### THE TASK
Of the entries below, return exactly those lines that fall between the one containing "repository 56d254b8956aaafb" and the one containing "use crate::observability::alerts::AlertKind;", the two end lines included.

[EXTRACTED RECORDS — start]

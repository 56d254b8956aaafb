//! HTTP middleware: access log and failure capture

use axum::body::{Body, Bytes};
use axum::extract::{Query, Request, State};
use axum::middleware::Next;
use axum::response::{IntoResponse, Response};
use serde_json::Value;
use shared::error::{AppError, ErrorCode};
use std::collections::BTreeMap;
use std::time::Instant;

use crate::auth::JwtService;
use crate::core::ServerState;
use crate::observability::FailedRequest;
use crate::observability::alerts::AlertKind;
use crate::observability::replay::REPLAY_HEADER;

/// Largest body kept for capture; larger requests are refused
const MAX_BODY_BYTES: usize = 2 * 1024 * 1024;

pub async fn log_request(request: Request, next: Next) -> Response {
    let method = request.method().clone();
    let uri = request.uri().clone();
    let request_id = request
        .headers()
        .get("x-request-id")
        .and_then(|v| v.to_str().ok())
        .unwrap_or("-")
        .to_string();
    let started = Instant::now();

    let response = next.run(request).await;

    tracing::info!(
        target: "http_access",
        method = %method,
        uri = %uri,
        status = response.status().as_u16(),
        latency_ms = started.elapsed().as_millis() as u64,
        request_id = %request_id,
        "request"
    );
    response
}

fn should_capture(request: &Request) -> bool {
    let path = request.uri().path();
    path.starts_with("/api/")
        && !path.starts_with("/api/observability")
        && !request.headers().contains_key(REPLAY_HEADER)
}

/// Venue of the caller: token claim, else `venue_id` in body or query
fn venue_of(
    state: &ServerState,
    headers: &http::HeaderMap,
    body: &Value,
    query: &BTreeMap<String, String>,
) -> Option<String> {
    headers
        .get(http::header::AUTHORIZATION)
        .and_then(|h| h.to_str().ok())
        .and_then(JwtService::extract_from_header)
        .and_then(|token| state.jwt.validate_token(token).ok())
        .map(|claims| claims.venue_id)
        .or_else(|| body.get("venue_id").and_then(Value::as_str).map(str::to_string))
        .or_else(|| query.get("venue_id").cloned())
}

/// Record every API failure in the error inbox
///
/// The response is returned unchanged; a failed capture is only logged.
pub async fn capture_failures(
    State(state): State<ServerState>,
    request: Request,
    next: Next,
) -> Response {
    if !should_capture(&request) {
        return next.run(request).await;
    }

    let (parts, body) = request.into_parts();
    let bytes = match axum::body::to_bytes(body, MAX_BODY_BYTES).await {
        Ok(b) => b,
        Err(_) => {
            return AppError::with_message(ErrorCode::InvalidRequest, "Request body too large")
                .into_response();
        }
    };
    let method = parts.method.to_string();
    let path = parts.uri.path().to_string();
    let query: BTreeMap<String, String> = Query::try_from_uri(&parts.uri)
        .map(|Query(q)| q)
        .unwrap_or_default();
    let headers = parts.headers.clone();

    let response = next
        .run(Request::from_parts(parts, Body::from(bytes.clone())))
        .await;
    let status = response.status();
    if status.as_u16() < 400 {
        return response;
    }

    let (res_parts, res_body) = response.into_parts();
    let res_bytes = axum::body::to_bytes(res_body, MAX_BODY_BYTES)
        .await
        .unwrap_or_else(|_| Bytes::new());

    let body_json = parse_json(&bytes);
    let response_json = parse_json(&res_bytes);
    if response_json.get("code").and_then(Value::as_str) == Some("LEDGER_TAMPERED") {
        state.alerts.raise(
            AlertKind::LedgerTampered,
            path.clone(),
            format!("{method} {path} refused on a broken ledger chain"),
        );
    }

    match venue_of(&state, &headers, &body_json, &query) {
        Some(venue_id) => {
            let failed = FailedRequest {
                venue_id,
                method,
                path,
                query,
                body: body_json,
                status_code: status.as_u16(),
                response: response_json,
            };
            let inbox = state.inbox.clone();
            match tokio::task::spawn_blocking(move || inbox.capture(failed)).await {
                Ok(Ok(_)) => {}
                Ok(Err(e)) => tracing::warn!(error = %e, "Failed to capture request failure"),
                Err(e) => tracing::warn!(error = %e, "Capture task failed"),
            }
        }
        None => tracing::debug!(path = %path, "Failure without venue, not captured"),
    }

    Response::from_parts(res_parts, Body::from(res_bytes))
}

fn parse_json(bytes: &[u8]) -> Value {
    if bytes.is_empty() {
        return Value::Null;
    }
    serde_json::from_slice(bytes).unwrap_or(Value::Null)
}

[EXTRACTED RECORDS — finish]
[EXTRACTED RECORDS — start]

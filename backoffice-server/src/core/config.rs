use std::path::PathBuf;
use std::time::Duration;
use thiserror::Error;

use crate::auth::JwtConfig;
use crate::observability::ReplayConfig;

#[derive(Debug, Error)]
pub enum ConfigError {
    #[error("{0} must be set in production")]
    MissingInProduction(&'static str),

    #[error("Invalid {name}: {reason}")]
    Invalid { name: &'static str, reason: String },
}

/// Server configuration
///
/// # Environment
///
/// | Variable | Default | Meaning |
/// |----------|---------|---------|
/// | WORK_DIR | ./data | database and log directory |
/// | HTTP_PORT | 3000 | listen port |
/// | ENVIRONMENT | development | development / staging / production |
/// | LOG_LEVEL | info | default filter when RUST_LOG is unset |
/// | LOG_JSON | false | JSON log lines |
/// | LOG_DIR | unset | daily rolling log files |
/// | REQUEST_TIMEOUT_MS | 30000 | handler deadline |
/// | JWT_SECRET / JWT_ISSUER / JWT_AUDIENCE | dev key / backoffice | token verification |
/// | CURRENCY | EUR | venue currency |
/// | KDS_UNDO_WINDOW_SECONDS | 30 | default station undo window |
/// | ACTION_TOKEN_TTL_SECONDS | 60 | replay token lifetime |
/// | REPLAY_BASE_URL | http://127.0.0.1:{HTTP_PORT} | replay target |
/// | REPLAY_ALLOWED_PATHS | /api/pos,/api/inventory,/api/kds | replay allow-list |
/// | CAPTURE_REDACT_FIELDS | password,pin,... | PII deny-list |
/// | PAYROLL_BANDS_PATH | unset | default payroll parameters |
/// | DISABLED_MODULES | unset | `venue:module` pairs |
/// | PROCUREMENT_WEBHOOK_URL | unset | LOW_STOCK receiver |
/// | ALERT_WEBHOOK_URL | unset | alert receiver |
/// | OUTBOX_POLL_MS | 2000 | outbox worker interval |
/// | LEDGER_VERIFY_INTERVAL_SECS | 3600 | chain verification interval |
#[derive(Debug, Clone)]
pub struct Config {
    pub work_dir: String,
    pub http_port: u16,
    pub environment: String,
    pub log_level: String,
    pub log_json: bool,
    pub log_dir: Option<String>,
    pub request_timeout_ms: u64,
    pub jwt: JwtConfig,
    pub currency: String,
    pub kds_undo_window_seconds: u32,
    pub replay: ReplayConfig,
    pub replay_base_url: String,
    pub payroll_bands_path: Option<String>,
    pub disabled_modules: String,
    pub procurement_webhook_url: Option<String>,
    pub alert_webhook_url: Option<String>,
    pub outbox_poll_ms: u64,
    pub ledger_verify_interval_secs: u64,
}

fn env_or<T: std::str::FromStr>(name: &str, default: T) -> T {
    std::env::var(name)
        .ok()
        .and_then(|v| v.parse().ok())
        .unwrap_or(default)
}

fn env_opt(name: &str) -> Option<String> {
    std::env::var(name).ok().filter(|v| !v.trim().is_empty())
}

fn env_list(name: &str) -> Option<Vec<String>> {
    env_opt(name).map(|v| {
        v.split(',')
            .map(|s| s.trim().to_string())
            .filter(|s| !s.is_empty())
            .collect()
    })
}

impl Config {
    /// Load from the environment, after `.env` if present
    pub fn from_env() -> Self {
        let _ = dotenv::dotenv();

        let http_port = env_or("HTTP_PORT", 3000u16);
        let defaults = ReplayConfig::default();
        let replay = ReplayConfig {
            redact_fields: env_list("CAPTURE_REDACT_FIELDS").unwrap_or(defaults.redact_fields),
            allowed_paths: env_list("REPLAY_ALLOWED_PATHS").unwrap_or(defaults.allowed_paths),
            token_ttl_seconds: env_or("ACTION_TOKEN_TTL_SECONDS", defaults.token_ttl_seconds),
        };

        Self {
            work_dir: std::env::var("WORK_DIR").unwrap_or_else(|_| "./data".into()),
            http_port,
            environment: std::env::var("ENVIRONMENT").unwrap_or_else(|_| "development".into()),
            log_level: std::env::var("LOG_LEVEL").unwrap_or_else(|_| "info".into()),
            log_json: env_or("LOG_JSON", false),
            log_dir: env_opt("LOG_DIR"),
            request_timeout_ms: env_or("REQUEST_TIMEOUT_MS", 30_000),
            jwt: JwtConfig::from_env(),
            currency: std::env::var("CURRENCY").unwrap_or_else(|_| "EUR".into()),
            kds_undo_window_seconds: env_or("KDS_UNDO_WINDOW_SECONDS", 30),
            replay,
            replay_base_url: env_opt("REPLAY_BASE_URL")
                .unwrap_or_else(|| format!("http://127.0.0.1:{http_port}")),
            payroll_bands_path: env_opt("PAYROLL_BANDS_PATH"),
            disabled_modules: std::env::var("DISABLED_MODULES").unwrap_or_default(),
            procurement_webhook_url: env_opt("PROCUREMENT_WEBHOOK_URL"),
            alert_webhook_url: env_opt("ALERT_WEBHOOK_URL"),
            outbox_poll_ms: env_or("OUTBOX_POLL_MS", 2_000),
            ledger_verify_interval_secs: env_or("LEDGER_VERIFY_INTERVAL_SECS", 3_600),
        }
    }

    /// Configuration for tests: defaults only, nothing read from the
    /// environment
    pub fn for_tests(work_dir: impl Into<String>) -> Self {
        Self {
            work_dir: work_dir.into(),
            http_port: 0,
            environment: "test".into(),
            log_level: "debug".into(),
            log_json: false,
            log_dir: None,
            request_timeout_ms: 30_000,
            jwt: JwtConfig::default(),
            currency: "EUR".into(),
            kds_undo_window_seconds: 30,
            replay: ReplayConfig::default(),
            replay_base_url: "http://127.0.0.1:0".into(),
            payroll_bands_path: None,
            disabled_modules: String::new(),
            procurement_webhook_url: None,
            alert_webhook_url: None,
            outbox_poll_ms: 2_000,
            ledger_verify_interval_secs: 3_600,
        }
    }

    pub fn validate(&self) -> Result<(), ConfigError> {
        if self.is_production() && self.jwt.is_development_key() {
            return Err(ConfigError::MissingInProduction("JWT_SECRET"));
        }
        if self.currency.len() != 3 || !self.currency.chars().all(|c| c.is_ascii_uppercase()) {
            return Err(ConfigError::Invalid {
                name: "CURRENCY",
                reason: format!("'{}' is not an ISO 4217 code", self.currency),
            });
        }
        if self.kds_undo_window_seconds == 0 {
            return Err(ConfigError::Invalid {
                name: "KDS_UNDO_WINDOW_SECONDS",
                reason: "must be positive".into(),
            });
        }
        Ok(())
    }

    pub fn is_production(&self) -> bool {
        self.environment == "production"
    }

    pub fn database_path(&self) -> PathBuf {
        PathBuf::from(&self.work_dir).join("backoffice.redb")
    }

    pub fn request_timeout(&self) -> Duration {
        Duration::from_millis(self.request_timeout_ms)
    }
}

[EXTRACTED RECORDS — finish]

### FINISHED EXERCISE
repository 56d254b8956aaafb
//! HTTP middleware: access log and failure capture

use axum::body::{Body, Bytes};
use axum::extract::{Query, Request, State};
use axum::middleware::Next;
use axum::response::{IntoResponse, Response};
use serde_json::Value;
use shared::error::{AppError, ErrorCode};
use std::collections::BTreeMap;
use std::time::Instant;

use crate::auth::JwtService;
use crate::core::ServerState;
use crate::observability::FailedRequest;
use crate::observability::alerts::AlertKind;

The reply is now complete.